Cool Travel Zone

Cruising for the First Time

By: Carson Danfield

If you’re like a great many people, you’ve often thought about going on a cruise, but you’re hesitant to really give it a try.

Perhaps you don’t know if you’d enjoy the experience, or maybe you think that it would cost too much or that you’d be bored or overtaken by seasickness.

Seasickness

If you’re concerned that you may become seasick, here’s a news flash for you – cruise liners have been built for many years with stabilizers that limit the rocking motion of the waves. Some cruise ships even have billiard tables that adjust to stay level, so the waves are not a problem!) And seasick pills are quite effective – you can take them before you have a chance to get sick.

Plenty to Do

If you’re afraid that spending your days at sea could become tedious or boring, take a cruise to the Caribbean or along one of the coasts where you land in a different port just about every night. On a coastal cruise, you usually don’t spend that many nights at sea. However, if you decide to cruise across the Atlantic or Pacific, then you will be ship bound for a much longer period of time.

Even if you do end up spending a lot of time on the ship, don’t worry — there’s a huge variety of things to do on board – walking around the decks, swimming, shuffleboard, dancing, gambling, eating, and of course – drinking. Now, that last two may sink you (and the boat, depending on how much weight you gain!) if you’re not careful.

Cruise lines are really floating five-star restaurants and there is always a place to get something to eat on the ship. From sunrise breakfasts to midnight buffets, to round-the-clock room service, you’ll never go hungry!

Most cruise ships have two seatings for dinner. One at 6PM and a second one at around 8 pm, so in order to keep your appetite under control, you may want to go for the first seating at 6 pm.

What about Formality?

Perhaps you’re afraid that shipboard etiquette is too confusing, that you’ll feel like an untrained, uncultured oaf. Get that idea out of your mind – except for higher end cruise lines, there isn’t much in the way of formality on cruise vacations these days.

There might be one formal night in a five-day cruise, so you might want to rent a tux or a gown on shore to take with you (you can also do this on board the ship, but of course, everything is a bit more expensive at sea). Even then, only about half the passengers dress up formally and no one is barred from the dining room for not dressing in formal attire. Though most nights are casual, it is a good idea for men to bring a jacket and a sports shirt.

It Won’t Cost a Fortune

Cruising isn’t just for the wealthy. There are all sorts of bargains, particularly on discount Internet sites. For example, a recent five-day Caribbean cruise out of Miami, with stops in the Grand Caymans and Key West, cost $400 per person for a delightful cabin on the upper floors with a big window. That didn’t include airfare, although you can book cruise packages that do include airfare.

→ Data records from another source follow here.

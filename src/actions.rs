//! End-to-end orchestration: generate a keypair to disk, encrypt a stream,
//! decrypt a stream. This is the boundary the CLI calls through; everything
//! below here returns [`crate::error::Error`], and only this module's
//! callers (the binary) translate that into the sysexits-style integers
//! from §6.

use std::io::{Read, Write};

use crate::codec;
use crate::error::Result;
use crate::keys::{self, PrivateKey, PublicKey};
use crate::profile::Profile;

/// Generates a keypair for `profile` and writes it to `{path_prefix}.pk` /
/// `{path_prefix}.sk`, the latter encrypted under `password`.
pub fn keypair_to_file(path_prefix: &str, password: impl AsRef<[u8]>, profile: Profile) -> Result<()> {
    keys::generate_keypair(path_prefix, password, profile)
}

/// Loads the public key at `{path_prefix}.pk` and encrypts `input` to
/// `output` under it. `max_length` bounds per-frame plaintext size; the
/// default is [`codec::MAX_CHUNK`].
pub fn encrypt<R: Read, W: Write>(
    path_prefix: &str,
    input: R,
    output: W,
    profile: Profile,
    max_length: usize,
) -> Result<()> {
    let pk = PublicKey::load(keys::public_key_path(path_prefix))?;
    pk.profile().require(profile)?;
    codec::encrypt_stream(&pk, input, output, max_length)
}

/// Loads and unlocks the private key at `{path_prefix}.sk` with `password`,
/// and decrypts `input` to `output`. `max_length` must be ≥ the value the
/// sender used; callers unsure of the sender's choice should pass
/// [`codec::MAX_CHUNK`].
pub fn decrypt<R: Read, W: Write>(
    path_prefix: &str,
    password: impl AsRef<[u8]>,
    input: R,
    output: W,
    profile: Profile,
    max_length: usize,
) -> Result<()> {
    let sk = PrivateKey::load(keys::private_key_path(path_prefix), password)?;
    sk.profile().require(profile)?;
    codec::decrypt_stream(&sk, input, output, max_length)
}
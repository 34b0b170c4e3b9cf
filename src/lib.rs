// Copyright 2024 The mcleece Contributors
//
// Licensed under the Apache License, Version 2.0 (the "License");
// you may not use this file except in compliance with the License.
// You may obtain a copy of the License at
//
//   http://www.apache.org/licenses/LICENSE-2.0
//
// Unless required by applicable law or agreed to in writing, software
// distributed under the License is distributed on an "AS IS" BASIS,
// WITHOUT WARRANTIES OR CONDITIONS OF ANY KIND, either express or implied.
// See the License for the specific language governing permissions and
// limitations under the License.

//! File- and stream-level encryption built on a hybrid construction: a
//! post-quantum key-encapsulation mechanism (Classic McEliece) protects a
//! short-lived symmetric session key, which in turn authenticates and
//! encrypts arbitrary-length payloads via an authenticated secret-box
//! (XSalsa20-Poly1305).
//!
//! # Overview
//!
//! Five pieces, leaves first:
//!
//! - [`adapters`] — thin oracles over the KEM, the secret-box, the password
//!   KDF, and the CSPRNG.
//! - [`keys`] — keypair generation, and the public/password-encrypted
//!   private key file formats.
//! - [`envelope`] — building and parsing the per-message session header
//!   (`encap ‖ nonce`).
//! - [`codec`] — the streaming chunked encrypt/decrypt loop, one
//!   independently authenticated frame per chunk.
//! - [`actions`] — the three end-to-end operations a caller actually
//!   wants: `keypair_to_file`, `encrypt`, `decrypt`.
//!
//! Two operational profiles exist: [`profile::Profile::Simple`] (one-shot
//! KEM-per-message, sender-anonymous; the mandatory baseline) and
//! [`profile::Profile::Cbox`] (a Curve25519-style crypto-box profile
//! planned for sender authentication, not yet bit-defined — see
//! `SPEC_FULL.md`).
//!
//! # Example
//!
//! ```no_run
//! use mcleece::{actions, profile::Profile};
//!
//! actions::keypair_to_file("/tmp/alice", "correct horse", Profile::Simple)?;
//!
//! let mut ciphertext = Vec::new();
//! actions::encrypt(
//!     "/tmp/alice",
//!     "hello world".as_bytes(),
//!     &mut ciphertext,
//!     Profile::Simple,
//!     mcleece::codec::MAX_CHUNK,
//! )?;
//!
//! let mut plaintext = Vec::new();
//! actions::decrypt(
//!     "/tmp/alice",
//!     "correct horse",
//!     &ciphertext[..],
//!     &mut plaintext,
//!     Profile::Simple,
//!     mcleece::codec::MAX_CHUNK,
//! )?;
//! assert_eq!(plaintext, b"hello world");
//! # Ok::<(), mcleece::error::Error>(())
//! ```

pub mod actions;
pub mod adapters;
pub mod codec;
pub mod envelope;
pub mod error;
pub mod keys;
pub mod profile;
mod secure;

pub use error::Error;
pub use profile::Profile;
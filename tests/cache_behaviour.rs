//! Concurrency behaviour of the topology cache.

use std::sync::Arc;
use std::time::Duration;

use camino::{Utf8Path, Utf8PathBuf};
use rstest::rstest;
use tokio::task::JoinSet;
use topogen::test_support::CountingDiscoverer;
use topogen::{CacheError, TopologyCache};

const CALLERS: usize = 16;

fn slow_cache() -> Arc<TopologyCache<CountingDiscoverer>> {
    Arc::new(TopologyCache::new(
        CountingDiscoverer::new().with_delay(Duration::from_millis(50)),
    ))
}

#[rstest]
#[tokio::test(flavor = "multi_thread", worker_threads = 4)]
async fn concurrent_lookups_share_one_discovery() {
    let cache = slow_cache();
    let mut tasks = JoinSet::new();
    for _ in 0..CALLERS {
        let shared = Arc::clone(&cache);
        tasks.spawn(async move { shared.get(Utf8Path::new("/project/topology.json")).await });
    }

    let mut topologies = Vec::with_capacity(CALLERS);
    while let Some(joined) = tasks.join_next().await {
        let topology = joined
            .unwrap_or_else(|err| panic!("lookup task panicked: {err}"))
            .unwrap_or_else(|err| panic!("lookup should succeed: {err}"));
        topologies.push(topology);
    }

    assert_eq!(cache.discoverer().discover_calls(), 1);
    assert_eq!(topologies.len(), CALLERS);
    assert!(
        topologies
            .windows(2)
            .all(|pair| matches!(pair, [left, right] if Arc::ptr_eq(left, right)))
    );
}

#[rstest]
#[tokio::test(flavor = "multi_thread", worker_threads = 4)]
async fn failing_source_does_not_block_other_sources() {
    let cache = slow_cache();
    cache.discoverer().fail_for("/broken/topology.json");
    let broken = Utf8PathBuf::from("/broken/topology.json");
    let healthy = Utf8PathBuf::from("/healthy/topology.json");

    let (broken_first, healthy_first) = tokio::join!(cache.get(&broken), cache.get(&healthy));
    let broken_again = cache.get(&broken).await;

    assert!(healthy_first.is_ok(), "healthy source should resolve");
    let Err(CacheError::Discovery(first)) = broken_first else {
        panic!("broken source should fail discovery");
    };
    assert_eq!(broken_again, Err(CacheError::Discovery(first)));
    assert_eq!(cache.discoverer().discover_calls(), 2);
}

#[rstest]
#[tokio::test(flavor = "multi_thread", worker_threads = 4)]
async fn concurrent_probes_share_one_probe() {
    let cache = slow_cache();
    let source = Utf8Path::new("/project/topology.json");

    let (first, second, third) = tokio::join!(
        cache.is_source(source),
        cache.is_source(source),
        cache.is_source(source)
    );

    assert_eq!((first, second, third), (Ok(true), Ok(true), Ok(true)));
    assert_eq!(cache.discoverer().probe_calls(), 1);
    assert_eq!(cache.discoverer().discover_calls(), 0);
}
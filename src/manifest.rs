//! Decoding of the JSON topology manifest produced by a host framework.
//!
//! The manifest is a JSON object with a `resources` map from resource name to
//! a `type`-tagged description. Decoding keeps duplicate keys so the topology
//! can reject them instead of silently keeping the last occurrence.

use std::collections::{BTreeMap, BTreeSet};
use std::fmt;

use serde::Deserialize;
use serde::de::{MapAccess, Visitor};
use thiserror::Error;

use crate::topology::{
    Binding, DatastoreEngine, Resource, ResourceKind, Topology, TopologyError, Transport,
};

/// Errors raised while decoding a manifest.
#[derive(Clone, Debug, Error, Eq, PartialEq)]
pub enum ManifestError {
    /// Raised when the document is not valid manifest JSON.
    #[error("failed to parse topology manifest: {0}")]
    Parse(String),
    /// Raised when a binding declaration is invalid.
    #[error("resource {resource} binding {binding}: {message}")]
    InvalidBinding {
        /// Resource declaring the binding.
        resource: String,
        /// Binding name.
        binding: String,
        /// Description of the problem.
        message: String,
    },
    /// Raised when the decoded resources do not form a valid topology.
    #[error(transparent)]
    Topology(#[from] TopologyError),
}

#[derive(Debug, Deserialize)]
struct RawManifest {
    resources: RawResources,
}

#[derive(Debug, Default)]
struct RawResources(Vec<(String, RawResource)>);

impl<'de> Deserialize<'de> for RawResources {
    fn deserialize<D>(deserializer: D) -> Result<Self, D::Error>
    where
        D: serde::Deserializer<'de>,
    {
        deserializer.deserialize_map(RawResourcesVisitor)
    }
}

struct RawResourcesVisitor;

impl<'de> Visitor<'de> for RawResourcesVisitor {
    type Value = RawResources;

    fn expecting(&self, formatter: &mut fmt::Formatter<'_>) -> fmt::Result {
        formatter.write_str("a map of resource names to resource declarations")
    }

    fn visit_map<A>(self, mut map: A) -> Result<Self::Value, A::Error>
    where
        A: MapAccess<'de>,
    {
        let mut entries = Vec::new();
        while let Some((name, resource)) = map.next_entry::<String, RawResource>()? {
            entries.push((name, resource));
        }
        Ok(RawResources(entries))
    }
}

#[derive(Debug, Deserialize)]
#[serde(tag = "type", rename_all = "kebab-case")]
enum RawResource {
    Project {
        path: Option<String>,
        #[serde(default)]
        env: BTreeMap<String, String>,
        #[serde(default)]
        bindings: BTreeMap<String, RawBinding>,
        context: Option<String>,
    },
    Container {
        image: String,
        #[serde(default)]
        env: BTreeMap<String, String>,
        #[serde(default)]
        bindings: BTreeMap<String, RawBinding>,
        context: Option<String>,
    },
    Postgres {},
    Redis {},
    Cosmos {},
    ServiceBus {
        #[serde(default)]
        queues: Vec<String>,
        #[serde(default)]
        topics: Vec<String>,
    },
    Storage {
        #[serde(default)]
        containers: Vec<String>,
    },
    Identity {},
    KeyVault {},
    AppInsights {},
}

#[derive(Debug)]
struct RawService {
    env: BTreeMap<String, String>,
    bindings: BTreeMap<String, RawBinding>,
    context: Option<String>,
}

#[derive(Debug, Deserialize)]
#[serde(rename_all = "camelCase")]
struct RawBinding {
    scheme: Option<String>,
    transport: Option<String>,
    target_port: Option<u16>,
    #[serde(default)]
    external: bool,
    #[serde(default)]
    allow_insecure: bool,
}

/// Parses manifest JSON into a validated [`Topology`].
///
/// # Errors
///
/// Returns [`ManifestError::Parse`] for malformed JSON or unknown resource
/// types, [`ManifestError::InvalidBinding`] for unsupported transports, and
/// [`ManifestError::Topology`] when the resources violate topology
/// invariants.
pub fn parse_manifest(text: &str) -> Result<Topology, ManifestError> {
    let raw: RawManifest =
        serde_json::from_str(text).map_err(|err| ManifestError::Parse(err.to_string()))?;

    let mut resources = Vec::with_capacity(raw.resources.0.len());
    for (name, declaration) in raw.resources.0 {
        resources.push(convert_resource(name, declaration)?);
    }
    Ok(Topology::new(resources)?)
}

fn convert_resource(name: String, raw: RawResource) -> Result<Resource, ManifestError> {
    let resource = match raw {
        RawResource::Project {
            path,
            env,
            bindings,
            context,
        } => {
            let service = RawService {
                env,
                bindings,
                context,
            };
            let base = Resource::new(name, ResourceKind::Project);
            let with_path = match path {
                Some(value) => base.with_path(value),
                None => base,
            };
            apply_service(with_path, service)?
        }
        RawResource::Container {
            image,
            env,
            bindings,
            context,
        } => apply_service(
            Resource::new(name, ResourceKind::Container).with_image(image),
            RawService {
                env,
                bindings,
                context,
            },
        )?,
        RawResource::Postgres {} => datastore(name, DatastoreEngine::Postgres),
        RawResource::Redis {} => datastore(name, DatastoreEngine::Redis),
        RawResource::Cosmos {} => datastore(name, DatastoreEngine::Cosmos),
        RawResource::ServiceBus { queues, topics } => Resource::new(
            name,
            ResourceKind::QueueNamespace {
                queues: queues.into_iter().collect(),
                topics: topics.into_iter().collect(),
            },
        ),
        RawResource::Storage { containers } => Resource::new(
            name,
            ResourceKind::Storage {
                containers: containers.into_iter().collect::<BTreeSet<_>>(),
            },
        ),
        RawResource::Identity {} => Resource::new(name, ResourceKind::Identity),
        RawResource::KeyVault {} => Resource::new(name, ResourceKind::KeyVault),
        RawResource::AppInsights {} => Resource::new(name, ResourceKind::TelemetrySink),
    };
    Ok(resource)
}

fn datastore(name: String, engine: DatastoreEngine) -> Resource {
    Resource::new(name, ResourceKind::Datastore { engine })
}

fn apply_service(resource: Resource, service: RawService) -> Result<Resource, ManifestError> {
    let mut current = match service.context {
        Some(context) => resource.with_build_context(context),
        None => resource,
    };
    for (key, value) in service.env {
        current = current.with_env(key, value);
    }
    for (binding_name, raw) in service.bindings {
        let binding = convert_binding(current.name(), binding_name, raw)?;
        current = current.with_binding(binding);
    }
    Ok(current)
}

fn convert_binding(
    resource: &str,
    name: String,
    raw: RawBinding,
) -> Result<Binding, ManifestError> {
    let transport = match raw.transport.as_deref().map(str::to_ascii_lowercase).as_deref() {
        None | Some("http") => Transport::Http,
        Some("http2") => Transport::Http2,
        Some("tcp") => Transport::Tcp,
        Some(other) => {
            return Err(ManifestError::InvalidBinding {
                resource: resource.to_owned(),
                binding: name,
                message: format!("unsupported transport {other:?}"),
            });
        }
    };
    if raw.target_port == Some(0) {
        return Err(ManifestError::InvalidBinding {
            resource: resource.to_owned(),
            binding: name,
            message: String::from("targetPort must be greater than zero"),
        });
    }
    Ok(Binding {
        scheme: raw.scheme.unwrap_or_else(|| String::from("http")),
        name,
        transport,
        target_port: raw.target_port,
        external: raw.external,
        allow_insecure: raw.allow_insecure,
    })
}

However, in regards to the total cost of your cruise, there are a few things to keep in mind.

Additional Expenses

Your cruise experience can incur some additional expenses. You are expected to tip the waiters and maids at the end of the cruise, at the rate of about $3 to $4 per day. Also, on most cruise lines the food is included in the ticket price, but any alcoholic drinks are not, so you can run up a bit of a bar bill if you aren’t careful. And if you become obsessed by the onboard casino, some dollars could float away pretty quickly there as well.

Most ships also offer tours when you arrive in the various ports and run between $30 and $40 per person. To save money, you can choose to wander around town on your own or hire a cab, which can often be cheaper.

Arriving on Time

Since you will probably be flying to the departure point, you might want to leave a day before the cruise begins, just in case the plane is delayed or your luggage misses your flight. By arriving early, you’ll have a chance that any delayed or misplaced luggage will find its way to you before the ship sails.

What If you’re Alone?

Cruising is not just for couples – you’ll find cruises for singles, as well as families, groups, women, gay and lesbian, alumni, themed cruising and much more. You don’t need a ‘significant other’ to cruise – just an Internet connection and a good head on your shoulders.

Study travel website message boards for those looking for roommates and travel buddies. Get to know the person and determine whether you are looking for a constant companion or merely a bunkmate. Just keep your safety in mind as you make your plans!

— About —

Carson Danfield is an “Under the Radar” Internet Entrepreneur who’s been quietly selling various products for the last 8 years. Although you’ve probably never heard of him there’s a good chance you’ve visited his websites in the past and even purchased some of his products.   Get more money-saving travel tips at http://info5000.com/TRAVEL-ENTERTAINMENT/

Source: Cool Travel ZoneYour Source For Great Vacation, Travel and Cruise Articles!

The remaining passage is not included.